> **Work item**
Which lines in the data contain the word "telemetry"? Please copy each of them.

++++ Records supplied

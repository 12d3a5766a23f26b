use std::path::PathBuf;

use anyhow::Result;
use clap::Parser;
use tokio::io::{AsyncBufReadExt, BufReader};
use tracing::{info, warn};

use stevedore::{DrillCommand, load_config, telemetry, wire_in_memory};

/// Watch an in-process coordination subtree driven by commands on stdin and
/// report its liveness.
#[derive(Parser, Debug)]
#[command(name = "liveness-monitor")]
struct Args {
    /// Liveness config file.
    #[arg(short, long, env = "STEVEDORE_CONFIG_PATH")]
    config: Option<PathBuf>,

    /// Reporting interval override, in seconds.
    #[arg(long, env = "STEVEDORE_INTERVAL_SECS")]
    interval_secs: Option<u64>,
}

#[tokio::main]
async fn main() -> Result<()> {
    dotenv::dotenv().ok();
    telemetry::init_tracing()?;
    let args = Args::parse();

    let config = load_config(args.config.as_deref(), args.interval_secs)?;
    let wiring = wire_in_memory(&config)?;
    let path = config.coordination.path.clone();
    wiring.monitor.start().await?;
    info!(
        %path,
        interval_secs = config.reporter.interval_secs,
        "reading drill commands from stdin"
    );

    let mut lines = BufReader::new(tokio::io::stdin()).lines();
    loop {
        tokio::select! {
            _ = tokio::signal::ctrl_c() => {
                info!("interrupted");
                break;
            }
            line = lines.next_line() => {
                let Some(line) = line? else {
                    break;
                };
                match DrillCommand::parse_line(&line) {
                    Ok(Some(command)) => {
                        if let Err(err) = command.apply(&wiring.client, &path) {
                            warn!(%line, "drill command failed: {err:#}");
                        }
                    }
                    Ok(None) => {}
                    Err(err) => warn!(%line, "{err:#}"),
                }
            }
        }
    }

    wiring.monitor.stop();
    info!(signal = %wiring.monitor.signal(), "liveness monitor stopped");
    Ok(())
}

++++++++

> **Output below**
use stevedore::{DrillCommand, load_config, telemetry, wire_in_memory};
    telemetry::init_tracing()?;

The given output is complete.